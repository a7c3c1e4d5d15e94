//! Console adapter for development/testing

use async_trait::async_trait;

use crate::application::errors::BotError;
use crate::domain::entities::OutboundMessage;
use crate::domain::traits::Notifier;

/// Prints outbound messages instead of posting them
#[derive(Default)]
pub struct ConsoleNotifier;

impl ConsoleNotifier {
    pub fn new() -> Self {
        Self
    }

    fn render(message: &OutboundMessage) -> String {
        let mut line = format!("[BOT {}] {}", message.bot_id, message.text);
        if let Some(mentions) = message.mentions() {
            line.push_str(&format!(" (mentions: {})", mentions.user_ids.join(", ")));
        }
        line
    }
}

#[async_trait]
impl Notifier for ConsoleNotifier {
    async fn post(&self, message: &OutboundMessage) -> Result<(), BotError> {
        println!("{}", Self::render(message));
        Ok(())
    }
}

What to do
Show each line of the material that includes the word "domain".

Exercise result
use crate::domain::entities::OutboundMessage;
use crate::domain::traits::Notifier;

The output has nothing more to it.